RECORDS FOR THE TASK section start
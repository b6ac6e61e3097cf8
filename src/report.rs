// 📈 Batch Report - headline numbers over one engine run
// The counts and sums the overview widgets display: totals, error
// distributions, expected vs received.

use crate::commission::ErrorTag;
use crate::cross_source::CrossSourceFlag;
use crate::pipeline::AuditOutput;
use crate::summary::FinalStatus;
use crate::taxonomy::EventType;
use serde::{Deserialize, Serialize};
use std::collections::BTreeMap;

#[derive(Debug, Clone, Serialize, Deserialize)]
pub struct BatchReport {
    pub row_count: usize,
    pub rows_with_errors: usize,
    pub commission_error_count: usize,

    /// Distinct orders with a return mismatch
    pub return_error_orders: usize,

    /// Orders whose retroactive deductions sum to the full order value
    pub full_clawback_orders: usize,

    /// Sum of settled values over all rows
    pub settled_total: f64,

    pub order_count: usize,
    pub total_expected: f64,
    pub total_received: f64,

    /// total_expected - total_received
    pub total_gap: f64,

    pub missing_sale_count: usize,
    pub divergent_value_count: usize,
    pub duplicate_group_count: usize,

    /// Rows per canonical event type, keyed by label
    pub event_type_counts: BTreeMap<String, usize>,

    /// Error-tag occurrences across all rows, keyed by label
    pub error_tag_counts: BTreeMap<String, usize>,

    /// Summaries per final status, keyed by label
    pub status_counts: BTreeMap<String, usize>,
}

impl BatchReport {
    pub fn build(output: &AuditOutput) -> Self {
        let mut event_type_counts = BTreeMap::new();
        let mut error_tag_counts = BTreeMap::new();
        let mut status_counts = BTreeMap::new();

        for row in &output.rows {
            *event_type_counts
                .entry(row.event_type.label().to_string())
                .or_insert(0) += 1;
            for tag in &row.errors {
                *error_tag_counts.entry(tag.label().to_string()).or_insert(0) += 1;
            }
        }
        for summary in &output.summaries {
            *status_counts
                .entry(summary.final_status.label().to_string())
                .or_insert(0) += 1;
        }

        let commission_error_count = output
            .rows
            .iter()
            .filter(|row| row.errors.contains(&ErrorTag::ErroCalculoComissao))
            .count();

        let total_expected: f64 = output
            .summaries
            .iter()
            .map(|summary| summary.expected_receivable)
            .sum();
        let total_received: f64 = output.summaries.iter().map(|s| s.received).sum();

        let missing_sale_count = output
            .cross_source
            .iter()
            .filter(|record| record.flags.contains(&CrossSourceFlag::VendaNaoEncontrada))
            .count();
        let divergent_value_count = output
            .cross_source
            .iter()
            .filter(|record| record.flags.contains(&CrossSourceFlag::ValoresDivergentes))
            .count();

        BatchReport {
            row_count: output.rows.len(),
            rows_with_errors: output.rows.iter().filter(|row| row.has_errors()).count(),
            commission_error_count,
            return_error_orders: output
                .return_checks
                .iter()
                .filter(|check| check.mismatch)
                .count(),
            full_clawback_orders: output
                .retro_checks
                .iter()
                .filter(|check| check.full_clawback)
                .count(),
            settled_total: output.rows.iter().map(|row| row.settled_value).sum(),
            order_count: output.summaries.len(),
            total_expected,
            total_received,
            total_gap: total_expected - total_received,
            missing_sale_count,
            divergent_value_count,
            duplicate_group_count: output.duplicates.len(),
            event_type_counts,
            error_tag_counts,
            status_counts,
        }
    }

    /// Count of summaries with the given final status
    pub fn status_count(&self, status: FinalStatus) -> usize {
        self.status_counts.get(status.label()).copied().unwrap_or(0)
    }

    /// Count of rows with the given canonical event type
    pub fn event_type_count(&self, event_type: EventType) -> usize {
        self.event_type_counts
            .get(event_type.label())
            .copied()
            .unwrap_or(0)
    }

    pub fn summary(&self) -> String {
        format!(
            "{} rows ({} with errors), {} orders, expected {:.2}, received {:.2}, gap {:.2}",
            self.row_count,
            self.rows_with_errors,
            self.order_count,
            self.total_expected,
            self.total_received,
            self.total_gap
        )
    }
}

// ============================================================================
// TESTS
// ============================================================================
// 🔍 Duplicate Detection - repeated (order, event type) pairs
// A marketplace export should state each event type at most once per order
// (retroactive deductions excepted); repeated pairs usually mean the feed
// delivered the same settlement twice.

use crate::model::OrderView;
use crate::taxonomy::EventType;
use serde::{Deserialize, Serialize};

#[derive(Debug, Clone, Serialize, Deserialize)]
pub struct DuplicateGroup {
    pub marketplace: String,
    pub order_number: String,
    pub event_type: EventType,
    pub count: usize,
}

/// Report every (order, canonical type) pair that occurs more than once.
/// Output follows the view order, with types in canonical display order.
pub fn find_duplicates(views: &[OrderView]) -> Vec<DuplicateGroup> {
    let mut groups = Vec::new();
    for view in views {
        for event_type in EventType::ALL {
            let count = view
                .events
                .iter()
                .filter(|event| event.event_type() == event_type)
                .count();
            if count > 1 {
                groups.push(DuplicateGroup {
                    marketplace: view.order.marketplace.clone(),
                    order_number: view.order.order_number.clone(),
                    event_type,
                    count,
                });
            }
        }
    }
    groups
}

// ============================================================================
// TESTS
// ============================================================================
RECORDS FOR THE TASK section end
Once more, write out the records exactly as they are.

**EXERCISE SOLUTION**
repository b6ac6e61e3097cf8
filename src/report.rs
// 📈 Batch Report - headline numbers over one engine run
// The counts and sums the overview widgets display: totals, error
// distributions, expected vs received.

use crate::commission::ErrorTag;
use crate::cross_source::CrossSourceFlag;
use crate::pipeline::AuditOutput;
use crate::summary::FinalStatus;
use crate::taxonomy::EventType;
use serde::{Deserialize, Serialize};
use std::collections::BTreeMap;

#[derive(Debug, Clone, Serialize, Deserialize)]
pub struct BatchReport {
    pub row_count: usize,
    pub rows_with_errors: usize,
    pub commission_error_count: usize,

    /// Distinct orders with a return mismatch
    pub return_error_orders: usize,

    /// Orders whose retroactive deductions sum to the full order value
    pub full_clawback_orders: usize,

    /// Sum of settled values over all rows
    pub settled_total: f64,

    pub order_count: usize,
    pub total_expected: f64,
    pub total_received: f64,

    /// total_expected - total_received
    pub total_gap: f64,

    pub missing_sale_count: usize,
    pub divergent_value_count: usize,
    pub duplicate_group_count: usize,

    /// Rows per canonical event type, keyed by label
    pub event_type_counts: BTreeMap<String, usize>,

    /// Error-tag occurrences across all rows, keyed by label
    pub error_tag_counts: BTreeMap<String, usize>,

    /// Summaries per final status, keyed by label
    pub status_counts: BTreeMap<String, usize>,
}

impl BatchReport {
    pub fn build(output: &AuditOutput) -> Self {
        let mut event_type_counts = BTreeMap::new();
        let mut error_tag_counts = BTreeMap::new();
        let mut status_counts = BTreeMap::new();

        for row in &output.rows {
            *event_type_counts
                .entry(row.event_type.label().to_string())
                .or_insert(0) += 1;
            for tag in &row.errors {
                *error_tag_counts.entry(tag.label().to_string()).or_insert(0) += 1;
            }
        }
        for summary in &output.summaries {
            *status_counts
                .entry(summary.final_status.label().to_string())
                .or_insert(0) += 1;
        }

        let commission_error_count = output
            .rows
            .iter()
            .filter(|row| row.errors.contains(&ErrorTag::ErroCalculoComissao))
            .count();

        let total_expected: f64 = output
            .summaries
            .iter()
            .map(|summary| summary.expected_receivable)
            .sum();
        let total_received: f64 = output.summaries.iter().map(|s| s.received).sum();

        let missing_sale_count = output
            .cross_source
            .iter()
            .filter(|record| record.flags.contains(&CrossSourceFlag::VendaNaoEncontrada))
            .count();
        let divergent_value_count = output
            .cross_source
            .iter()
            .filter(|record| record.flags.contains(&CrossSourceFlag::ValoresDivergentes))
            .count();

        BatchReport {
            row_count: output.rows.len(),
            rows_with_errors: output.rows.iter().filter(|row| row.has_errors()).count(),
            commission_error_count,
            return_error_orders: output
                .return_checks
                .iter()
                .filter(|check| check.mismatch)
                .count(),
            full_clawback_orders: output
                .retro_checks
                .iter()
                .filter(|check| check.full_clawback)
                .count(),
            settled_total: output.rows.iter().map(|row| row.settled_value).sum(),
            order_count: output.summaries.len(),
            total_expected,
            total_received,
            total_gap: total_expected - total_received,
            missing_sale_count,
            divergent_value_count,
            duplicate_group_count: output.duplicates.len(),
            event_type_counts,
            error_tag_counts,
            status_counts,
        }
    }

    /// Count of summaries with the given final status
    pub fn status_count(&self, status: FinalStatus) -> usize {
        self.status_counts.get(status.label()).copied().unwrap_or(0)
    }

    /// Count of rows with the given canonical event type
    pub fn event_type_count(&self, event_type: EventType) -> usize {
        self.event_type_counts
            .get(event_type.label())
            .copied()
            .unwrap_or(0)
    }

    pub fn summary(&self) -> String {
        format!(
            "{} rows ({} with errors), {} orders, expected {:.2}, received {:.2}, gap {:.2}",
            self.row_count,
            self.rows_with_errors,
            self.order_count,
            self.total_expected,
            self.total_received,
            self.total_gap
        )
    }
}

// ============================================================================
// TESTS
// ============================================================================
// 🔍 Duplicate Detection - repeated (order, event type) pairs
// A marketplace export should state each event type at most once per order
// (retroactive deductions excepted); repeated pairs usually mean the feed
// delivered the same settlement twice.

use crate::model::OrderView;
use crate::taxonomy::EventType;
use serde::{Deserialize, Serialize};

#[derive(Debug, Clone, Serialize, Deserialize)]
pub struct DuplicateGroup {
    pub marketplace: String,
    pub order_number: String,
    pub event_type: EventType,
    pub count: usize,
}

/// Report every (order, canonical type) pair that occurs more than once.
/// Output follows the view order, with types in canonical display order.
pub fn find_duplicates(views: &[OrderView]) -> Vec<DuplicateGroup> {
    let mut groups = Vec::new();
    for view in views {
        for event_type in EventType::ALL {
            let count = view
                .events
                .iter()
                .filter(|event| event.event_type() == event_type)
                .count();
            if count > 1 {
                groups.push(DuplicateGroup {
                    marketplace: view.order.marketplace.clone(),
                    order_number: view.order.order_number.clone(),
                    event_type,
                    count,
                });
            }
        }
    }
    groups
}

// ============================================================================
// TESTS
// ============================================================================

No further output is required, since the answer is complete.